Contouring the epi- and endomyocardial borders was done manually. Further blood-pool segmentation was achieved based on native T1 map using a threshold of 1400 ms, as T1 of the pre-contrast blood ranges between 1600 and 2200 ms at 3T [3]. The ECV map was generated based on co-registered native and post-contrast T1 maps and individual hematocrit measured on the same day of the CMR examination [7, 19, 20]. For comparison, an additional ECV map was generated for each case based on motion-corrected T1 maps but without co-registration. Median native and post-contrast blood T1 values were used in the calculation of ECV according to:

$$ECV = \frac{{\Delta R1_{\text{myocardium}} }}{{\Delta R1_{\text{blood pool}} }} \cdot \left( { 1- {\text{hematocrit}}} \right).$$
(6)

where

$$\Delta R1 = \frac{1}{{T1_{\text{post}} }} - \frac{1}{{T1_{\text{pre}} }}.$$
(7)

The whole procedure followed the recently published consensus statement [5]. In addition, a T1-fitting error map with a unit of milliseconds was produced based on the estimated standard deviation (SD) of the corresponding T1-map value at each pixel, as proposed by [16]. Meanwhile, an overlay map was generated from a pair of native and post-contrast T1 maps for quality evaluation [14]. All calculation was done offline using a Matlab program developed in-house (The Mathworks, Natick, MA, USA). The entire process is shown in Fig. 1 as a straightforward approach.

Evaluation

Performance of motion correction and image co-registration was evaluated both qualitatively by visual inspection and quantitatively. First, two observers (1 cardiologist and 1 cardiac imaging scientist with 10 and 5 years of experience, respectively) assessed the quality of T1 (native and post-contrast) and ECV maps based on the generated error and overlay maps, respectively. A 3-point ordinal score (1 = good quality, 2 = fair quality and 3 = poor quality) was used for all cases, independent from motion compensation. Subsequently, by comparing scores, the performance of the motion correction and co-registration was categorized as either improved, maintained, or deteriorated.
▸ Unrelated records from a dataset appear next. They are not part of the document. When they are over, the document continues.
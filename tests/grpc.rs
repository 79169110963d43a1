use std::path::Path;
use std::sync::Arc;
use std::time::Duration;

use tokio::sync::Notify;
use tonic::Request;

use terraform_provider_env::provider::value::Value;
use terraform_provider_env::server::proto::plugin;
use terraform_provider_env::server::proto::plugin::grpc_controller_server::GrpcController;
use terraform_provider_env::server::proto::tfplugin6 as pb;
use terraform_provider_env::server::proto::tfplugin6::provider_server::Provider;
use terraform_provider_env::server::{Controller, GrpcProvider};
use terraform_provider_env::{EnvProvider, SourceEnv};

#[tokio::test]
async fn metadata_lists_data_source_and_function() {
    let provider = grpc_provider(&[]);

    let response = provider
        .get_metadata(Request::new(pb::get_metadata::Request {}))
        .await
        .expect("get metadata")
        .into_inner();

    let data_sources: Vec<_> = response
        .data_sources
        .iter()
        .map(|d| d.type_name.as_str())
        .collect();
    let functions: Vec<_> = response.functions.iter().map(|f| f.name.as_str()).collect();
    assert_eq!(data_sources, vec!["env_file"]);
    assert_eq!(functions, vec!["getenv"]);
    let capabilities = response.server_capabilities.expect("capabilities");
    assert!(capabilities.get_provider_schema_optional);
    assert!(response.diagnostics.is_empty());
}

#[tokio::test]
async fn provider_schema_describes_env_file_and_getenv() {
    let provider = grpc_provider(&[]);

    let response = provider
        .get_provider_schema(Request::new(pb::get_provider_schema::Request {}))
        .await
        .expect("get provider schema")
        .into_inner();

    let provider_block = response
        .provider
        .and_then(|schema| schema.block)
        .expect("provider block");
    assert!(provider_block.attributes.is_empty());

    let block = response.data_source_schemas["env_file"]
        .block
        .as_ref()
        .expect("env_file block");
    let result = block
        .attributes
        .iter()
        .find(|a| a.name == "result")
        .expect("result attribute");
    assert!(result.sensitive && result.computed && !result.optional);
    assert_eq!(result.r#type, br#"["map","string"]"#);

    let getenv = &response.functions["getenv"];
    let parameters: Vec<_> = getenv
        .parameters
        .iter()
        .map(|p| (p.name.as_str(), p.r#type.as_slice()))
        .collect();
    assert_eq!(
        parameters,
        vec![("name", &br#""string""#[..]), ("required", &br#""bool""#[..])]
    );
    assert_eq!(
        getenv.r#return.as_ref().map(|r| r.r#type.as_slice()),
        Some(&br#""string""#[..])
    );
}

#[tokio::test]
async fn get_functions_matches_schema_functions() {
    let provider = grpc_provider(&[]);

    let response = provider
        .get_functions(Request::new(pb::get_functions::Request {}))
        .await
        .expect("get functions")
        .into_inner();

    assert_eq!(response.functions.len(), 1);
    assert!(response.functions["getenv"].summary.contains("environment variable"));
}

#[tokio::test]
async fn read_data_source_returns_file_entries() {
    let dir = tempfile::tempdir().expect("temp dir");
    let path = dir.path().join(".env");
    std::fs::write(&path, "export TOKEN=\"s3cr3t\"\nHOST=localhost # comment\n").expect("write");

    let response = read(&grpc_provider(&[]), file_config(&path, Value::Null)).await;

    assert!(response.diagnostics.is_empty(), "{:?}", response.diagnostics);
    let state = decode(response.state.as_ref().expect("state"));
    let result = state
        .get("result")
        .and_then(Value::to_string_map)
        .expect("result");
    assert_eq!(result.get("TOKEN").map(String::as_str), Some("s3cr3t"));
    assert_eq!(result.get("HOST").map(String::as_str), Some("localhost"));
    assert_eq!(state.get("required"), Some(&Value::Bool(false)));
}

#[tokio::test]
async fn read_data_source_expands_references() {
    let dir = tempfile::tempdir().expect("temp dir");
    let path = dir.path().join(".env");
    std::fs::write(&path, "# URL='ignored\nHOST=db\nURL=\"$GRPC_USER@${HOST}\"\n").expect("write");

    let response = read(
        &grpc_provider(&[("GRPC_USER", "app")]),
        file_config(&path, Value::Null),
    )
    .await;

    assert!(response.diagnostics.is_empty(), "{:?}", response.diagnostics);
    let state = decode(response.state.as_ref().expect("state"));
    let result = state
        .get("result")
        .and_then(Value::to_string_map)
        .expect("result");
    assert_eq!(result.len(), 2);
    assert_eq!(result.get("URL").map(String::as_str), Some("app@db"));
}

#[tokio::test]
async fn read_missing_required_file_reports_error_on_path() {
    let dir = tempfile::tempdir().expect("temp dir");
    let path = dir.path().join("absent.env");

    let response = read(&grpc_provider(&[]), file_config(&path, Value::from(true))).await;

    assert_eq!(response.diagnostics.len(), 1);
    let diagnostic = &response.diagnostics[0];
    assert_eq!(diagnostic.severity, pb::diagnostic::Severity::Error as i32);
    assert_eq!(diagnostic.summary, "File Not Found");
    let step = diagnostic
        .attribute
        .as_ref()
        .and_then(|path| path.steps.first())
        .expect("attribute step");
    assert_eq!(
        step.selector,
        Some(pb::attribute_path::step::Selector::AttributeName(
            "path".to_owned()
        ))
    );

    let state = decode(response.state.as_ref().expect("state"));
    assert_eq!(state.get("result"), Some(&Value::Map(Vec::new())));
}

#[tokio::test]
async fn read_malformed_file_returns_no_state() {
    let dir = tempfile::tempdir().expect("temp dir");
    let path = dir.path().join(".env");
    std::fs::write(&path, "OK=1\nBROKEN='open\n").expect("write");

    let response = read(&grpc_provider(&[]), file_config(&path, Value::Null)).await;

    assert!(response.state.is_none());
    assert_eq!(response.diagnostics[0].summary, "Failed To Parse File");
    assert!(response.diagnostics[0].detail.contains("line 2"));
}

#[tokio::test]
async fn read_accepts_json_encoded_config() {
    let dir = tempfile::tempdir().expect("temp dir");
    let path = dir.path().join(".env");
    std::fs::write(&path, "A=1\n").expect("write");
    let json = serde_json::json!({ "path": path.to_string_lossy(), "required": true });

    let response = provider_read(
        &grpc_provider(&[]),
        "env_file",
        pb::DynamicValue {
            msgpack: Vec::new(),
            json: serde_json::to_vec(&json).expect("json"),
        },
    )
    .await;

    assert!(response.diagnostics.is_empty(), "{:?}", response.diagnostics);
    let state = decode(response.state.as_ref().expect("state"));
    assert_eq!(state.get("required"), Some(&Value::Bool(true)));
}

#[tokio::test]
async fn read_unknown_data_source_type_fails() {
    let response = provider_read(
        &grpc_provider(&[]),
        "env_directory",
        encode(&Value::object([("path", Value::Null)])),
    )
    .await;

    assert!(response.state.is_none());
    assert_eq!(response.diagnostics[0].summary, "Data Source Type Not Found");
}

#[tokio::test]
async fn validate_data_source_flags_wrong_types() {
    let provider = grpc_provider(&[]);
    let config = Value::object([("path", Value::Bool(true)), ("required", Value::Null)]);

    let response = provider
        .validate_data_resource_config(Request::new(pb::validate_data_resource_config::Request {
            type_name: "env_file".to_owned(),
            config: Some(encode(&config)),
        }))
        .await
        .expect("validate")
        .into_inner();

    assert_eq!(response.diagnostics.len(), 1);
    assert_eq!(response.diagnostics[0].summary, "Invalid Attribute Type");
}

#[tokio::test]
async fn call_getenv_returns_value() {
    let provider = grpc_provider(&[("TEST_GETENV_VALUE", "testvalue")]);

    let response = call_getenv(&provider, "TEST_GETENV_VALUE", Value::from(true)).await;

    assert!(response.error.is_none());
    let result = decode(response.result.as_ref().expect("result"));
    assert_eq!(result, Value::from("testvalue"));
}

#[tokio::test]
async fn call_getenv_optional_unset_is_empty() {
    let provider = grpc_provider(&[]);

    let response = call_getenv(&provider, "TEST_GETENV_NOT_EXISTING_VALUE", Value::from(false)).await;

    let result = decode(response.result.as_ref().expect("result"));
    assert_eq!(result, Value::from(""));
}

#[tokio::test]
async fn call_getenv_required_unset_points_at_second_argument() {
    let provider = grpc_provider(&[]);

    let response = call_getenv(&provider, "TEST_GETENV_NOT_EXISTING_VALUE", Value::from(true)).await;

    assert!(response.result.is_none());
    let error = response.error.expect("function error");
    assert_eq!(error.text, "Environment variable not found");
    assert_eq!(error.function_argument, Some(1));
}

#[tokio::test]
async fn call_with_undecodable_argument_points_at_it() {
    let provider = grpc_provider(&[]);

    let response = provider
        .call_function(Request::new(pb::call_function::Request {
            name: "getenv".to_owned(),
            arguments: vec![
                pb::DynamicValue {
                    msgpack: vec![0xa5, b'a'],
                    json: Vec::new(),
                },
                encode(&Value::from(false)),
            ],
        }))
        .await
        .expect("call function")
        .into_inner();

    let error = response.error.expect("function error");
    assert_eq!(error.function_argument, Some(0));
}

#[tokio::test]
async fn stop_provider_reports_no_error() {
    let response = grpc_provider(&[])
        .stop_provider(Request::new(pb::stop_provider::Request {}))
        .await
        .expect("stop provider")
        .into_inner();

    assert!(response.error.is_empty());
}

#[tokio::test]
async fn controller_shutdown_notifies_server() {
    let shutdown = Arc::new(Notify::new());
    let controller = Controller::new(Arc::clone(&shutdown));

    controller
        .shutdown(Request::new(plugin::Empty {}))
        .await
        .expect("shutdown");

    tokio::time::timeout(Duration::from_secs(1), shutdown.notified())
        .await
        .expect("shutdown should be signalled");
}

fn grpc_provider(env: &[(&str, &str)]) -> GrpcProvider {
    GrpcProvider::new(EnvProvider::with_env(SourceEnv::from_pairs(
        env.iter().copied(),
    )))
}

fn file_config(path: &Path, required: Value) -> pb::DynamicValue {
    encode(&Value::object([
        ("path", Value::from(&*path.to_string_lossy())),
        ("required", required),
        ("result", Value::Null),
    ]))
}

fn encode(value: &Value) -> pb::DynamicValue {
    pb::DynamicValue {
        msgpack: value.to_msgpack().expect("encode"),
        json: Vec::new(),
    }
}

fn decode(value: &pb::DynamicValue) -> Value {
    Value::from_msgpack(&value.msgpack).expect("decode")
}

async fn read(provider: &GrpcProvider, config: pb::DynamicValue) -> pb::read_data_source::Response {
    provider_read(provider, "env_file", config).await
}

async fn provider_read(
    provider: &GrpcProvider,
    type_name: &str,
    config: pb::DynamicValue,
) -> pb::read_data_source::Response {
    provider
        .read_data_source(Request::new(pb::read_data_source::Request {
            type_name: type_name.to_owned(),
            config: Some(config),
            provider_meta: None,
        }))
        .await
        .expect("read data source")
        .into_inner()
}

async fn call_getenv(
    provider: &GrpcProvider,
    name: &str,
    required: Value,
) -> pb::call_function::Response {
    provider
        .call_function(Request::new(pb::call_function::Request {
            name: "getenv".to_owned(),
            arguments: vec![encode(&Value::from(name)), encode(&required)],
        }))
        .await
        .expect("call function")
        .into_inner()
}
In addition, to evaluate the co-registration performance of native and post-contrast T1 maps for ECV mapping, the local deformation vector field \(\varphi (x) = x + u(x)\), \(x \in \varOmega\) was generated as an output from the registration algorithm. It established a pixel-wise correspondence between the two input images; i.e., it described for every pixel \(x\) in the one image a vector pointing to the corresponding anatomical position \(x + u(x)\) in the other image. Based on that, a qualitative local deformation field (LDF) map and a quantitative local volume change (LVC) map were calculated. The LDF map was calculated as \({\text{LDF(}}x )\text{ := }C(\varphi (x))\), \(x \in \varOmega\), with \(C:\varOmega \to {\mathbb{R}}^{2}\) being a checkerboard image, which was used to visualize local deformation. Meanwhile, as LVC was mathematically defined as the determinant of the Jacobian of the deformation vector field, for each pixel \(x\) of a 2D image, it was computed as \({\text{LVC(}}x )\text{ := }{\text{det(}}\nabla \varphi (x)) - 1\), with the spatial derivatives of \(\varphi\) evaluated in a small environment, consisting of 3 × 3 pixels in this work, to quantify the local volume change, including compression and expansion. A value of 0 indicated volume preservation, while a positive value was defined as expansion and a negative value as compression, not considering the through-plane motion. Both LDF and LVC maps were overlaid with the isocontour of the native T1 map as reference for visual guidance. An example underlining the principle was given in Supplementary Fig. 2 using numeric simulation.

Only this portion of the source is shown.